What you are asked to do
In the records below, the line with "a caller-reused buffer" opens the range and the line with "pub fn query_into(&self, ray: &Ray, out: &mut" closes it; print that range exactly and nothing else.

START Material to process

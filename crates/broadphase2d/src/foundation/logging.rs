//! Logging utilities and structured logging support

pub use log::{debug, error, info, trace, warn};

/// Initialize the logging system
pub fn init() {
    env_logger::init();
}
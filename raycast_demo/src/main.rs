//! Raycast demo application
//!
//! Builds both spatial index variants over the same deterministic scene,
//! casts a fan of rays through it, and logs how far each index narrows the
//! candidate set. Run with `RUST_LOG=debug` to see build statistics.

use broadphase2d::prelude::*;

/// Region the scene lives in
fn scene_bounds() -> Aabb {
    Aabb::new(Point2::new(0.0, 0.0), Point2::new(640.0, 480.0))
}

/// A deterministic field of boxes and triangles
fn build_scene() -> Vec<ConvexPolygon> {
    let mut shapes = Vec::new();
    for row in 0..6 {
        for col in 0..8 {
            let x = 40.0 + col as f32 * 75.0;
            let y = 40.0 + row as f32 * 75.0;
            if (row + col) % 3 == 0 {
                shapes.push(ConvexPolygon::from_vertices(vec![
                    Point2::new(x, y),
                    Point2::new(x + 30.0, y),
                    Point2::new(x + 15.0, y + 25.0),
                ]));
            } else {
                shapes.push(ConvexPolygon::rect(
                    Point2::new(x, y),
                    Point2::new(x + 24.0, y + 24.0),
                ));
            }
        }
    }
    shapes
}

/// A fan of rays from the lower-left corner across the scene
fn build_rays() -> Vec<Ray> {
    (0..10)
        .map(|i| {
            let target = Point2::new(640.0, 48.0 * i as f32);
            Ray::between(Point2::new(0.0, 0.0), target)
        })
        .collect()
}

fn main() -> Result<(), BuildError> {
    env_logger::Builder::from_default_env()
        .filter_level(log::LevelFilter::Info)
        .init();

    log::info!("Starting raycast demo");

    let shapes = build_scene();
    log::info!("Scene holds {} convex shapes", shapes.len());

    let center_split = CenterSplitIndex::build(&shapes, 5, scene_bounds())?;
    let overlap_quad = OverlapQuadIndex::build(&shapes, 4, scene_bounds())?;
    log::info!(
        "Built center-split index ({} nodes) and overlap-quad index ({} nodes)",
        center_split.node_count(),
        overlap_quad.node_count()
    );

    let mut total_split = 0;
    let mut total_quad = 0;
    for (i, ray) in build_rays().iter().enumerate() {
        let split_candidates = center_split.query(ray);
        let quad_candidates = overlap_quad.query(ray);
        total_split += split_candidates.len();
        total_quad += quad_candidates.len();
        log::info!(
            "ray {:2}: center-split {:2} candidates, overlap-quad {:2} candidates (of {})",
            i,
            split_candidates.len(),
            quad_candidates.len(),
            shapes.len()
        );
    }

    log::info!(
        "Totals across all rays: center-split {}, overlap-quad {}",
        total_split,
        total_quad
    );
    log::info!("Raycast demo completed");
    Ok(())
}
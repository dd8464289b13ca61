//! Spatial partitioning data structures
//!
//! Provides two static, build-once indexes that narrow a ray query down to
//! a candidate subset of a shape collection:
//!
//! - [`CenterSplitIndex`]: binary partition by bounding-disc center; every
//!   shape lives on exactly one root-to-leaf path, so results near split
//!   lines can undercount overlaps.
//! - [`OverlapQuadIndex`]: quadrant partition of space with overlap-based
//!   leaf membership; results are a conservative superset of all shapes
//!   whose boxes the ray touches.
//!
//! Both store their nodes in a flat [`LinearTree`] and share its stackless
//! ray traversal. A built index is immutable; concurrent read-only queries
//! need no locking.

mod center_split;
mod overlap_quad;
mod tree;

pub use center_split::CenterSplitIndex;
pub use overlap_quad::OverlapQuadIndex;
pub use tree::{LinearTree, Node, MAX_NODES};

/// Errors reported while building a spatial index
///
/// Detected synchronously at build time; queries never fail. A failed build
/// leaves no partially-constructed index behind.
#[derive(thiserror::Error, Debug, Clone, Copy, PartialEq, Eq)]
pub enum BuildError {
    /// Requested tree depth would need more nodes than the index supports
    #[error("tree depth {depth} needs more than the supported {max_nodes} nodes")]
    DepthTooLarge {
        /// The rejected depth
        depth: u32,
        /// Hard cap on the node array length
        max_nodes: usize,
    },
}
//! Overlap-based quad partition index
//!
//! Subdivides the total bounds into four quadrants per level. Only leaf
//! cells hold memberships, computed by testing every shape's bounding box
//! against the cell, so a shape spanning several cells is stored in each of
//! them. Query results are therefore a conservative superset of all shapes
//! whose boxes the ray actually touches, deduplicated per query.

use log::debug;

use crate::foundation::math::Point2;
use crate::geom::{Aabb, Ray};
use crate::shape::{BoundedShape, ShapeId};
use crate::spatial::tree::LinearTree;
use crate::spatial::BuildError;

/// Quaternary (K = 4) overlap-based spatial index
///
/// Built once over a shape collection; immutable afterwards. Queries carry
/// their own deduplication buffer, so any number may run concurrently on a
/// shared index.
#[derive(Debug, Clone)]
pub struct OverlapQuadIndex {
    tree: LinearTree<4>,
    shape_count: usize,
}

impl OverlapQuadIndex {
    /// Build an index of the given depth over a shape collection
    ///
    /// Shapes entirely outside `total_bounds` overlap no leaf and are
    /// silently excluded from every query. A depth of 0 yields an empty
    /// index that never returns candidates.
    ///
    /// # Errors
    ///
    /// [`BuildError::DepthTooLarge`] when the node array for `depth` would
    /// exceed the supported size.
    pub fn build<S: BoundedShape>(
        shapes: &[S],
        depth: u32,
        total_bounds: Aabb,
    ) -> Result<Self, BuildError> {
        let mut tree = LinearTree::<4>::with_depth(depth)?;
        let shape_count = shapes.len();
        if tree.is_empty() {
            debug!("built overlap-quad index: 0 nodes");
            return Ok(Self { tree, shape_count });
        }

        tree.node_mut(0).bounds = total_bounds;

        // Internal levels only carve up space
        let mut level_start = 0_usize;
        let mut level_size = 1_usize;
        for _ in 1..depth {
            let next_start = level_start + level_size;
            let next_size = level_size * 4;
            for child in next_start..next_start + next_size {
                let parent = LinearTree::<4>::parent(child);
                let slot = LinearTree::<4>::child_slot(child);
                let bounds = quadrant(tree.node(parent).bounds, slot);
                tree.node_mut(child).bounds = bounds;
            }
            level_start = next_start;
            level_size = next_size;
        }

        // Leaves take membership from the full collection, not the parent's
        // subset: a shape spanning several cells lands in each of them
        let mut stored = 0_usize;
        for index in tree.start_of_last_level()..tree.len() {
            let cell = tree.node(index).bounds;
            let members = shapes
                .iter()
                .enumerate()
                .filter(|(_, shape)| shape.bounds().overlaps(&cell))
                .map(|(i, _)| ShapeId::new(i as u32))
                .collect::<Vec<_>>();
            let node = tree.node_mut(index);
            if members.is_empty() {
                // Never leave a zero-member cell at a real location; a ray
                // grazing it would otherwise count as a visit
                node.bounds = Aabb::empty();
            } else {
                stored += members.len();
                node.members = members;
            }
        }

        debug!(
            "built overlap-quad index: {} nodes, depth {}, {} shapes, {} leaf entries",
            tree.len(),
            depth,
            shape_count,
            stored
        );
        Ok(Self { tree, shape_count })
    }

    /// Collect candidate shapes for a ray
    ///
    /// Returns every shape stored in a leaf the ray touches, each at most
    /// once even when it spans several visited leaves.
    pub fn query(&self, ray: &Ray) -> Vec<ShapeId> {
        let mut out = Vec::new();
        self.query_into(ray, &mut out);
        out
    }

    /// Collect candidates into a caller-reused buffer
    ///
    /// The deduplication marker lives on this call's stack, so concurrent
    /// queries against the same index never share mutable state.
    pub fn query_into(&self, ray: &Ray, out: &mut Vec<ShapeId>) {
        let mut seen = vec![false; self.shape_count];
        self.tree.traverse(ray, |node| {
            for &id in &node.members {
                if !seen[id.index()] {
                    seen[id.index()] = true;
                    out.push(id);
                }
            }
        });
    }

    /// Total number of tree nodes
    pub fn node_count(&self) -> usize {
        self.tree.len()
    }
}

/// One quadrant of a cell; slots follow child order: lower-left,
/// lower-right, upper-left, upper-right
fn quadrant(bounds: Aabb, slot: usize) -> Aabb {
    let center = bounds.center();
    match slot {
        0 => Aabb::new(bounds.min, center),
        1 => Aabb::new(
            Point2::new(center.x, bounds.min.y),
            Point2::new(bounds.max.x, center.y),
        ),
        2 => Aabb::new(
            Point2::new(bounds.min.x, center.y),
            Point2::new(center.x, bounds.max.y),
        ),
        _ => Aabb::new(center, bounds.max),
    }
}
//! Geometric primitives shared by the spatial indexes
//!
//! - [`Aabb`]: 2D axis-aligned bounding box with a degenerate empty sentinel
//! - [`Ray`]: 2D ray with a maximum query distance

mod aabb;
mod ray;

pub use aabb::Aabb;
pub use ray::Ray;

END Material to process

Finished task
    /// Collect candidates into a caller-reused buffer
    ///
    /// The deduplication marker lives on this call's stack, so concurrent
    /// queries against the same index never share mutable state.
    pub fn query_into(&self, ray: &Ray, out: &mut Vec<ShapeId>) {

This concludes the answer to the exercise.